Como consequência dessa inspeção ao EuroBic, o BdP emitiu 52 determinações específicas e recomendações a esse banco, uma das quais relativa ao cumprimento das regras relacionadas com os PEP. Ao que o Correio da Manhã apurou, o EuroBic já cumpriu quase todas essas determinações, inclusive a específica para os PEP.

Quanto às deficiências detetadas pelo BdP ao nível do controlo do branqueamento de capitais, o EuroBic respondeu: "Quase todas as deficiências estão corrigidas e, com o apoio do BdP, estamos a corrigir os poucos pontos ainda não concluídos." E acrescentou: "O compliance [gabinete responsável por fazer cumprir a lei em matéria de branqueamento de capitais] foi dotado de ferramentas informáticas adequadas e o quadro de pessoal, devidamente formado, passou a ser de mais de 20 pessoas - o que compara com sete à altura —, estando em fase de formação mais nove."

O EuroBic recorda ainda que na altura da inspeção do BdP, em 2015, estava em fase de reestruturação.

Inspeção ditou afastamento da empresária
Isabel dos Santos saiu do conselho de administração do Banco EuroBic, em 2016, por força da inspeção sobre branqueamento de capitais que o Banco de Portugal fez àquele banco, em 2015. Os resultados dessa inspeção do BdP ditaram também o afastamento dos então administradores Jaime Pereira e Carlos Traguelho.

No centro da saída da empresária angolana e dos restantes gestores da administração do EuroBic esteve a avaliação muito crítica do BdP sobre o cumprimento das regras de prevenção e combate ao branqueamento de capitais.

Mandatos não renovados
O próprio BdP, em resposta a questões do CM, esclareceu que "já depois da inspeção em causa [ao EuroBic, em 2015] e no que respeita à composição dos conselhos de administração e de supervisão do EuroBic para o mandato 2016/2019, verificou-se uma significativa diminuição do número de membros relacionados com os acionistas qualificados do EuroBic e um aumento significativo dos membros independentes." E adiantou o BdP: "Com efeito, o mandato de diversos membros do conselho de administração com ligações aos acionistas qualificados não foi renovado em 2016, como é o caso da engenheira Isabel dos Santos."

Depois da inspeção realizada em 2015, o BdP acompanhou de forma progressiva a implementação das suas determinações, resultantes dessa inspeção, no EuroBic. O objetivo era verificar se o banco cumpria as exigências em matéria de normas relativas ao branqueamento de capitais. Em outubro de 2019, antes de surgir o Luanda Leaks, o BdP iniciou uma nova inspeção ao EuroBic para avaliar como foram implementadas as determinações que resultaram da inspeção de 2015.

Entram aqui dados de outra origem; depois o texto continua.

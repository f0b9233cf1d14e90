//! Output formatting for the CLI.

use console::style;
use marketplace_cart::{CartItem, CartSnapshot};

/// Output handler for CLI messages.
#[derive(Clone)]
pub struct Output {
    verbose: bool,
    json: bool,
}

impl Output {
    /// Create a new output handler.
    pub fn new(verbose: bool, json: bool) -> Self {
        Self { verbose, json }
    }

    /// Whether JSON output was requested.
    pub fn is_json(&self) -> bool {
        self.json
    }

    /// Print an info message.
    pub fn info(&self, msg: &str) {
        if self.json {
            return;
        }
        println!("{} {}", style("ℹ").blue(), msg);
    }

    /// Print a success message.
    pub fn success(&self, msg: &str) {
        if self.json {
            return;
        }
        println!("{} {}", style("✓").green(), msg);
    }

    /// Print a warning message.
    pub fn warn(&self, msg: &str) {
        if self.json {
            return;
        }
        eprintln!("{} {}", style("⚠").yellow(), msg);
    }

    /// Print an error message.
    pub fn error(&self, msg: &str) {
        if self.json {
            eprintln!("{}", serde_json::json!({ "error": msg }));
            return;
        }
        eprintln!("{} {}", style("✗").red(), style(msg).red());
    }

    /// Print a debug message (only in verbose mode).
    pub fn debug(&self, msg: &str) {
        if !self.verbose || self.json {
            return;
        }
        eprintln!("{} {}", style("→").dim(), style(msg).dim());
    }

    /// Print JSON output.
    pub fn json<T: serde::Serialize>(&self, value: &T) {
        if let Ok(json) = serde_json::to_string_pretty(value) {
            println!("{}", json);
        }
    }

    /// Print the cart: one row per product followed by the totals, or the
    /// whole snapshot as JSON.
    pub fn cart(&self, snapshot: &CartSnapshot) {
        if self.json {
            self.json(snapshot);
            return;
        }

        println!("\n{}", style("Cart").bold().underlined());
        if snapshot.items.is_empty() {
            self.info("The cart is empty");
            return;
        }

        println!(
            "  {}",
            style(format!("{:<12}  {:<32}  {:>10}  {:>5}", "ID", "PRODUCT", "PRICE", "QTY")).dim()
        );
        for item in &snapshot.items {
            self.line_item(item);
        }

        println!();
        println!("  {}: {}", style("Items").dim(), snapshot.total_items_in_cart);
        println!("  {}: {}", style("Total").dim(), style(&snapshot.cart_total).bold());
    }

    fn line_item(&self, item: &CartItem) {
        let title: String = item.title.chars().take(32).collect();
        println!(
            "  {:<12}  {:<32}  {:>10}  {:>5}",
            item.id.as_str(),
            title,
            item.price.to_string(),
            item.quantity
        );
    }
}
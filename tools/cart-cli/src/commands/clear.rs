//! Clear command - empty the cart.

use anyhow::Result;
use dialoguer::Confirm;
use marketplace_cart::use_cart;

use crate::commands::ClearArgs;
use crate::context::Context;

/// Run the clear command.
pub async fn run(args: ClearArgs, ctx: &Context) -> Result<()> {
    let cart = use_cart();

    if cart.items().is_empty() {
        ctx.output.info("The cart is already empty");
        ctx.output.cart(&cart.snapshot());
        return Ok(());
    }

    if !args.yes && !ctx.output.is_json() {
        let confirmed = tokio::task::spawn_blocking(|| {
            Confirm::new()
                .with_prompt("Remove every product from the cart?")
                .default(false)
                .interact()
        })
        .await??;

        if !confirmed {
            ctx.output.warn("Clear cancelled");
            return Ok(());
        }
    }

    let removed = cart.clear().await?;
    ctx.output.success(&format!("Removed {} product(s)", removed));
    ctx.output.cart(&cart.snapshot());
    Ok(())
}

Teles recebeu 26 milhões de Angola
Fernando Teles, um dos principais acionistas do EuroBic, recebeu 26 milhões de dólares de Angola (23,6 milhões de euros, ao câmbio atual), no prazo de seis meses. As transferências de Angola, de que Teles é um exemplo, mereceram reparos no relatório de inspeção do BdP.

PORMENORES
Determinação específica
Na inspeção de 2015, o BdP emitiu uma determinação específica ao EuroBic em matéria de PEP: "Criar procedimentos que garantam a não movimentação de contas subsequente ao depósito inicial, sem que tenha previamente ocorrido uma filtragem contra listas de PEP."

Garantir mais controlo
A determinação específica em matéria de PEP tinha por objetivo "possibilitar a execução de medidas de diligência reforçada aquando do estabelecimento da relação do negócio".

Operações com o Dubai
O EuroBic vai entregar ao BdP a documentação sobre as transferências de 57 milhões de dólares da conta da Sonangol, em Lisboa, para a conta da Matter, no Dubai, em novembro de 2017. Nessa altura, Isabel dos Santos estava de saída da Sonangol.

Isabel vende EuroBic
Na sequência do Luanda Leaks, Isabel dos Santos pôs à venda a participação de 42,5% que tem no EuroBic. Já existem vários interessados em comprar.